-- Data to use follows --
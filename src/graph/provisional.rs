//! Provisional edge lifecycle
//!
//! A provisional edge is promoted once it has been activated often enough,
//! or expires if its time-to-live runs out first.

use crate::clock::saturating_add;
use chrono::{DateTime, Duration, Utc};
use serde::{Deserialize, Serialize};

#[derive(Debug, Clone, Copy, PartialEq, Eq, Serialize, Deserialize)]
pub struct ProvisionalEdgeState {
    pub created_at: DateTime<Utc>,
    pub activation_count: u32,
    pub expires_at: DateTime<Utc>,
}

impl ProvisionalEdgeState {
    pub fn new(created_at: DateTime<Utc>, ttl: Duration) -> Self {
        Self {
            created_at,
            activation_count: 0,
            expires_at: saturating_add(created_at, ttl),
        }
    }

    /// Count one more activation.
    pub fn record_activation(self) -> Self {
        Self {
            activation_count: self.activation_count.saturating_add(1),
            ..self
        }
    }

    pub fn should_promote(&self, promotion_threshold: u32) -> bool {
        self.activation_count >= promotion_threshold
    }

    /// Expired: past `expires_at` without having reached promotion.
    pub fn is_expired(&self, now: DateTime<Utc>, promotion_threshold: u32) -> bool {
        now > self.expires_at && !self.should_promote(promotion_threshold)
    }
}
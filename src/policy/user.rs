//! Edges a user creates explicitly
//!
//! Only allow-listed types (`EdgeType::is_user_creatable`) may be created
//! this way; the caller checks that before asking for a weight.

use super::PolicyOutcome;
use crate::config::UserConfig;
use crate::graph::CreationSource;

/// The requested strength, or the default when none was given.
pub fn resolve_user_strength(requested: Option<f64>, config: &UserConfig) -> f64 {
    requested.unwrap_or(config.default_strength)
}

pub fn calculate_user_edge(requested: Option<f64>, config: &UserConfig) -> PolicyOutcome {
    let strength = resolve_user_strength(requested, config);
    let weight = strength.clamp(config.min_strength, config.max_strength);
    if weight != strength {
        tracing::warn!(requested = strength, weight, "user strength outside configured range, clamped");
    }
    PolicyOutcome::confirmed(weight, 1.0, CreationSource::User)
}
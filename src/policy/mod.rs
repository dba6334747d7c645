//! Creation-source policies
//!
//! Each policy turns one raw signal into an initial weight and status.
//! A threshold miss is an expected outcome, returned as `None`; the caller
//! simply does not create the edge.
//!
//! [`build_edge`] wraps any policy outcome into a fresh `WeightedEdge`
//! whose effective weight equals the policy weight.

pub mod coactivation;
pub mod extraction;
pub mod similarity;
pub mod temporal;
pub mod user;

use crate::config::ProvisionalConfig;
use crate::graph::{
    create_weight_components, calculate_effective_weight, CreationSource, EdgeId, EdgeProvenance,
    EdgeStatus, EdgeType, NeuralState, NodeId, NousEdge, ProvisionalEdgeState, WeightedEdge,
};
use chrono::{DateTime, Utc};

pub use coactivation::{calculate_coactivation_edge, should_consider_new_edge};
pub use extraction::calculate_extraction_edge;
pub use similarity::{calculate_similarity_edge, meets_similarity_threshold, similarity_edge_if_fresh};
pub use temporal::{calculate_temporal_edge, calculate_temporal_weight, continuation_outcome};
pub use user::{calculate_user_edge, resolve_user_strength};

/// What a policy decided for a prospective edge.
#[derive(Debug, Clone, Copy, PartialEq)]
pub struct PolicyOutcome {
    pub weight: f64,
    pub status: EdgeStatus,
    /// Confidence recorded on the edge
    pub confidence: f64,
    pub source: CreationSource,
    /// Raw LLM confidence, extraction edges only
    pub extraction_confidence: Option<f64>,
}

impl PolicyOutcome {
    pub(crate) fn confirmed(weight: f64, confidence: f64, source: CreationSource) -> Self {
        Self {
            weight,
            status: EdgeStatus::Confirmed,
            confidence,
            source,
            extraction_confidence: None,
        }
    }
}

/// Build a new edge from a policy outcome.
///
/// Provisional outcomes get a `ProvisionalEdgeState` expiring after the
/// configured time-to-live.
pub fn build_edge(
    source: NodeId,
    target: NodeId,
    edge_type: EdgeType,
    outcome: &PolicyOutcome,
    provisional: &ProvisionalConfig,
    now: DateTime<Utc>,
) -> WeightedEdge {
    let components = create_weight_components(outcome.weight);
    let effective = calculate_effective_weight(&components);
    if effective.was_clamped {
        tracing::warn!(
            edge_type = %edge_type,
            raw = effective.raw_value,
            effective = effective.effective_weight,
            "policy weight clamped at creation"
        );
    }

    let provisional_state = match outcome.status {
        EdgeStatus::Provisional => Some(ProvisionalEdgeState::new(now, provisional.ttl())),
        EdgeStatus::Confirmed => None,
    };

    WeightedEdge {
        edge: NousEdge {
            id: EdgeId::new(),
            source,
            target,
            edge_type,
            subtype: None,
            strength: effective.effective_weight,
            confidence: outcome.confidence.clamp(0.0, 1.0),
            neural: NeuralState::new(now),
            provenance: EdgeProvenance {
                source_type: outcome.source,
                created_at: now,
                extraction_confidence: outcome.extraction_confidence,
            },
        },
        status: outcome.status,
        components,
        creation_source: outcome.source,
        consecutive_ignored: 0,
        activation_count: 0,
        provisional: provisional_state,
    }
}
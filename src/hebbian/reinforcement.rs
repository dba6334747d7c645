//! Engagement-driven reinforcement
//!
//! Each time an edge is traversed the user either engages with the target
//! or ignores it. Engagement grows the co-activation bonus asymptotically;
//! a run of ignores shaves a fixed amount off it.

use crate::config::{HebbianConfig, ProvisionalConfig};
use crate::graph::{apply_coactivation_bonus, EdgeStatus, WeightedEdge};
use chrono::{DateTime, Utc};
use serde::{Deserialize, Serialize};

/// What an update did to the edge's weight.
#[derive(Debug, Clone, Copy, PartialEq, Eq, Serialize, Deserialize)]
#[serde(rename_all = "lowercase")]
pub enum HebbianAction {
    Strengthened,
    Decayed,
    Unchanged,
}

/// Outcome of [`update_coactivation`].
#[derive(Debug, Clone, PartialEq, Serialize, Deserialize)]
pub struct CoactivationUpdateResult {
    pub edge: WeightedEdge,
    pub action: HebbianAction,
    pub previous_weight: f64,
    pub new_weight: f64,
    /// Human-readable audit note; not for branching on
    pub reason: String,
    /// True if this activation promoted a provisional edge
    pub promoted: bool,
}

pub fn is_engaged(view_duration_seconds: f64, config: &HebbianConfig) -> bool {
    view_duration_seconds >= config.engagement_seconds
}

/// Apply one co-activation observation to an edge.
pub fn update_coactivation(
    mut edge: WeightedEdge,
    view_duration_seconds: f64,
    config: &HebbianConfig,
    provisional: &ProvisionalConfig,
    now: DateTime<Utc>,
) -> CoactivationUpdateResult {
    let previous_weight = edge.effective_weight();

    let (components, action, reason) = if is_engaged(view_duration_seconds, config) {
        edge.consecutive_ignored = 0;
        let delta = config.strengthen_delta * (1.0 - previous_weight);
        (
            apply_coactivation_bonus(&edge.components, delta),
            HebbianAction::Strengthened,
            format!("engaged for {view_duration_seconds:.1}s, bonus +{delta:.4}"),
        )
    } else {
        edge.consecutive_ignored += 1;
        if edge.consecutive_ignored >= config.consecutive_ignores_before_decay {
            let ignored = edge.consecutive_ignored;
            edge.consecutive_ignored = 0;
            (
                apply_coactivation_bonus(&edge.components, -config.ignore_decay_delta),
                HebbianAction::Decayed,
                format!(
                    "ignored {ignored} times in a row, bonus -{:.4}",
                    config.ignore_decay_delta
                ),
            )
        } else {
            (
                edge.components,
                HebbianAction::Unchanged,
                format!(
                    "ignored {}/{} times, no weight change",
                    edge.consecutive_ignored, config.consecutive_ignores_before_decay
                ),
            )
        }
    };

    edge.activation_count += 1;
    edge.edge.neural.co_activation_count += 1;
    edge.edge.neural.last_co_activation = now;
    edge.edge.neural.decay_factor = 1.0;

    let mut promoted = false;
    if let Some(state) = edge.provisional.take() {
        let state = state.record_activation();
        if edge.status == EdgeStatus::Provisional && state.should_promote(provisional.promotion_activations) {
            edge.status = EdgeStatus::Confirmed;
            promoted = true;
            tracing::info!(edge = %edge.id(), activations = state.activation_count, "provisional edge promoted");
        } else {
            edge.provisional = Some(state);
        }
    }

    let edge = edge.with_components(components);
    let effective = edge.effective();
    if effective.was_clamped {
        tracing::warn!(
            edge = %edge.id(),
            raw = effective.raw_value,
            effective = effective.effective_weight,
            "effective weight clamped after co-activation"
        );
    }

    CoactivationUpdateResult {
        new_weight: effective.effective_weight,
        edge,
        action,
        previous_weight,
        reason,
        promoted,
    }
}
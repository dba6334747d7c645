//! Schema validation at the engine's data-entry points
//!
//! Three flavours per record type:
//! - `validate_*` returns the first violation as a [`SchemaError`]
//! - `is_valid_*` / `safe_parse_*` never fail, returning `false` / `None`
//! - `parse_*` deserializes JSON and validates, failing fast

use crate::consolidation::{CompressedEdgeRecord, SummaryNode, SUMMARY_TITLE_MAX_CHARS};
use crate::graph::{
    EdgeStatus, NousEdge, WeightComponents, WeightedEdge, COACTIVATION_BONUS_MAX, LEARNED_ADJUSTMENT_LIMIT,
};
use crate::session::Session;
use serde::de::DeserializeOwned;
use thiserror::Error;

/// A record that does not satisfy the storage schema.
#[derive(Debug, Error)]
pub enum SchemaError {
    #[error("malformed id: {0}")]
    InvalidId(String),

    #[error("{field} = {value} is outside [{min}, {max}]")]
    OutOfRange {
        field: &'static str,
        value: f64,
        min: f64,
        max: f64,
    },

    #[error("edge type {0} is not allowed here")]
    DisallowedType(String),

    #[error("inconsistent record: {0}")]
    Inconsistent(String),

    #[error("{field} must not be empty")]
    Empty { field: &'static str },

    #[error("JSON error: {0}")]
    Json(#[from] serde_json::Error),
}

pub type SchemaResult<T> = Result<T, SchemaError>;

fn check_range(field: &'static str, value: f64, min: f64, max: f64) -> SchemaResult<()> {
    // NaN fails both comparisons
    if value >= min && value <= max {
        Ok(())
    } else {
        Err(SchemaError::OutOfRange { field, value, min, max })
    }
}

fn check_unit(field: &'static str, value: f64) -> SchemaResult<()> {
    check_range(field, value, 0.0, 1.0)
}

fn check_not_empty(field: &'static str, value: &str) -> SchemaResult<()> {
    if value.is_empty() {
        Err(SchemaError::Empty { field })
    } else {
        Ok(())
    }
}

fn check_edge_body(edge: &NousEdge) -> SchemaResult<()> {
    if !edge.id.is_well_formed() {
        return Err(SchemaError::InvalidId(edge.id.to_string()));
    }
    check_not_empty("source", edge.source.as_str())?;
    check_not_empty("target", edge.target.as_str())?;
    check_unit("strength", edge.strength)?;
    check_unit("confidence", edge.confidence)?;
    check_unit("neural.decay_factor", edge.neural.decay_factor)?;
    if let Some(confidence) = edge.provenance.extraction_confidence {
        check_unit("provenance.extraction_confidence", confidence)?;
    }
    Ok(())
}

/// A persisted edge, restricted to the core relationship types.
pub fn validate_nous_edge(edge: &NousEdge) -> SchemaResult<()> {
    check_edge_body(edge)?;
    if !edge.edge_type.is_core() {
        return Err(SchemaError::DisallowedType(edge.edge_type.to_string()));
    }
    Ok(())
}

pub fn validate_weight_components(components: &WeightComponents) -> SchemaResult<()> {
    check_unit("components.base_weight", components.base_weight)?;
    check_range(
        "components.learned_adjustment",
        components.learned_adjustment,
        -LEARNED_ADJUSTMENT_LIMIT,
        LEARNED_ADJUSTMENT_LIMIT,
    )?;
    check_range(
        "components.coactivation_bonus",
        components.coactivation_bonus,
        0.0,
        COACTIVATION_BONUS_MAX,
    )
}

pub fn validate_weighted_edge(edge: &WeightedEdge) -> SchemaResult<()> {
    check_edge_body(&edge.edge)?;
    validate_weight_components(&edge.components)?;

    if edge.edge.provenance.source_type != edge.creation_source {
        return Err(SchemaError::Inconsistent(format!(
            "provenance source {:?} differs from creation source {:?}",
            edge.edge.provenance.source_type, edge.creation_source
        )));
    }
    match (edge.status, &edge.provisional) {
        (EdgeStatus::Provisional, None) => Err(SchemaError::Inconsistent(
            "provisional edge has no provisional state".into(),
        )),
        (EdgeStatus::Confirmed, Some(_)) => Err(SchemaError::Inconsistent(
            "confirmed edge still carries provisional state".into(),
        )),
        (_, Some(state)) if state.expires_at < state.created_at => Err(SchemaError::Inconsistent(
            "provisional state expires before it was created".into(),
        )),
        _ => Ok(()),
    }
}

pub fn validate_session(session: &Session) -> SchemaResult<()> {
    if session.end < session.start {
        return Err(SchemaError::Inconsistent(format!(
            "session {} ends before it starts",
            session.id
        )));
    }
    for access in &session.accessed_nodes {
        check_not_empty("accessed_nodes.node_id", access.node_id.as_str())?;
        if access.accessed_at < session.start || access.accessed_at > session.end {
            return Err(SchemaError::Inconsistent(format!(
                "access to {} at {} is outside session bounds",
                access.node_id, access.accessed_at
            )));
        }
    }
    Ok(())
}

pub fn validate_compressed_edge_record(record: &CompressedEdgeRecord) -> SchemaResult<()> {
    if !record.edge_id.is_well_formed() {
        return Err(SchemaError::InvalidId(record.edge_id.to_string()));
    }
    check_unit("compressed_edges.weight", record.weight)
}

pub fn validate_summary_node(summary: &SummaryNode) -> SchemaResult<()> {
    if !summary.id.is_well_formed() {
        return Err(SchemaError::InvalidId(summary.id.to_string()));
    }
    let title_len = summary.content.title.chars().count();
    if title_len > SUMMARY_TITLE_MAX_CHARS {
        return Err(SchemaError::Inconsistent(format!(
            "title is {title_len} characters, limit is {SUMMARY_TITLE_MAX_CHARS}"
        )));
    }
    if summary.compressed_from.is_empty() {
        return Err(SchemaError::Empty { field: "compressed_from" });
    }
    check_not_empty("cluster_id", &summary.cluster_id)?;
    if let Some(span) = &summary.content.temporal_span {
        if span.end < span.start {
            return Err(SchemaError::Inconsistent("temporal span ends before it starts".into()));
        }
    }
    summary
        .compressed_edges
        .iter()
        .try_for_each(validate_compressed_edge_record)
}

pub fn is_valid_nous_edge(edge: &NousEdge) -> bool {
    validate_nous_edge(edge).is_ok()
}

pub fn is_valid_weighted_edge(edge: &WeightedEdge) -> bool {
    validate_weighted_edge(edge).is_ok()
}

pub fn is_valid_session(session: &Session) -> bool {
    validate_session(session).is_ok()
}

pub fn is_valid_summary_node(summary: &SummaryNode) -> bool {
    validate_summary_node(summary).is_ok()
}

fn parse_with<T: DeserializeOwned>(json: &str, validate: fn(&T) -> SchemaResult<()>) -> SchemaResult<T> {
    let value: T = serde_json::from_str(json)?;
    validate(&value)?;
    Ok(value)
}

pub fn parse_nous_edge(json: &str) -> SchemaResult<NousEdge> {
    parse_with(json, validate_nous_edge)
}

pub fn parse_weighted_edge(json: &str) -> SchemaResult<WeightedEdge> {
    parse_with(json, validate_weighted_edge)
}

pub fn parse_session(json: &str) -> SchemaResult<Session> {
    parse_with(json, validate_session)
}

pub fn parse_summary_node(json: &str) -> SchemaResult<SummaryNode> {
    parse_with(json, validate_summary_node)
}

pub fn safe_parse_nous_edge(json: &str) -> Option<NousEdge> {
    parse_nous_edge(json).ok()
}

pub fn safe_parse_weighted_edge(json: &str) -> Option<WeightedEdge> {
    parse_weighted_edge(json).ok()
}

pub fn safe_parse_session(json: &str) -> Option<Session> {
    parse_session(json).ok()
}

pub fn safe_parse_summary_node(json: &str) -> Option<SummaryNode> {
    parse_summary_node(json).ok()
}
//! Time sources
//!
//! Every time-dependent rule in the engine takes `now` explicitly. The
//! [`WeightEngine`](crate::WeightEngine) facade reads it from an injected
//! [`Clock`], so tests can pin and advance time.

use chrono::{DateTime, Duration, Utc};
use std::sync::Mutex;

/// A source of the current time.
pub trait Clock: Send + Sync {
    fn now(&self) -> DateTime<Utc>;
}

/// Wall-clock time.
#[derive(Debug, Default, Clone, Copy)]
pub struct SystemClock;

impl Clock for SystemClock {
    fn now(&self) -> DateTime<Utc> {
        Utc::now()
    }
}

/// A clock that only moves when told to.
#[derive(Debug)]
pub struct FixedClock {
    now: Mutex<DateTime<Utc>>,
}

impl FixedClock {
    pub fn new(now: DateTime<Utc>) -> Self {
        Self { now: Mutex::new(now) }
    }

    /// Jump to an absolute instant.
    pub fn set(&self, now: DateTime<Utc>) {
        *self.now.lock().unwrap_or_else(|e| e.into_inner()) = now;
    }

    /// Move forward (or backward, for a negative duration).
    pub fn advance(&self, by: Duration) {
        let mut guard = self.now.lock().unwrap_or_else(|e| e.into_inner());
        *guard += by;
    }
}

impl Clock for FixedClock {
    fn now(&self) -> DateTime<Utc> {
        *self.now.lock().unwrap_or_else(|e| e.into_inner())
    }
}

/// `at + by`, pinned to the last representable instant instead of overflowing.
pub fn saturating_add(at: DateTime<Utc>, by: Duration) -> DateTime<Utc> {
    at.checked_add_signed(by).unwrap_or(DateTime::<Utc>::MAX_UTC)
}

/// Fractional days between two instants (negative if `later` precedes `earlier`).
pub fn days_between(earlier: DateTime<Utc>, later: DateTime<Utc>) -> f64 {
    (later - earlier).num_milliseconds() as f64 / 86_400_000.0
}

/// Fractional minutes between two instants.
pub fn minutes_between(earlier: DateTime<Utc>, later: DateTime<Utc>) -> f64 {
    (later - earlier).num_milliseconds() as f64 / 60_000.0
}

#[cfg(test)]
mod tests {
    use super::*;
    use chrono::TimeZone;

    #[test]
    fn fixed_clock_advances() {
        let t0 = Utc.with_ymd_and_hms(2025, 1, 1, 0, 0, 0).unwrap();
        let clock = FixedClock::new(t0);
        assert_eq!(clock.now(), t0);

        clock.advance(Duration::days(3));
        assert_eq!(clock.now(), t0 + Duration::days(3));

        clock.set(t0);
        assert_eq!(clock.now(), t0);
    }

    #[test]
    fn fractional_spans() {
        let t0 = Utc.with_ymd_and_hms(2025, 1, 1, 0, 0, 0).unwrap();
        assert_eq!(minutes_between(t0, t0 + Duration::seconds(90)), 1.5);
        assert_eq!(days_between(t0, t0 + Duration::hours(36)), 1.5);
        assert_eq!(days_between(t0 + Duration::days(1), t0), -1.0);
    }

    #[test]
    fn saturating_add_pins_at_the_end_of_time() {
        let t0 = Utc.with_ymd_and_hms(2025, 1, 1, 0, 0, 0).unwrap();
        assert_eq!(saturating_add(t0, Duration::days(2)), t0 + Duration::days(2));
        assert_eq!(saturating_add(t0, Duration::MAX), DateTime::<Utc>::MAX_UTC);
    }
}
-- Data to use concluded --
Directions for this task:
Pull out every line holding "UserConfig" from the records above, and copy it.

Result:
use crate::config::UserConfig;
pub fn resolve_user_strength(requested: Option<f64>, config: &UserConfig) -> f64 {
pub fn calculate_user_edge(requested: Option<f64>, config: &UserConfig) -> PolicyOutcome {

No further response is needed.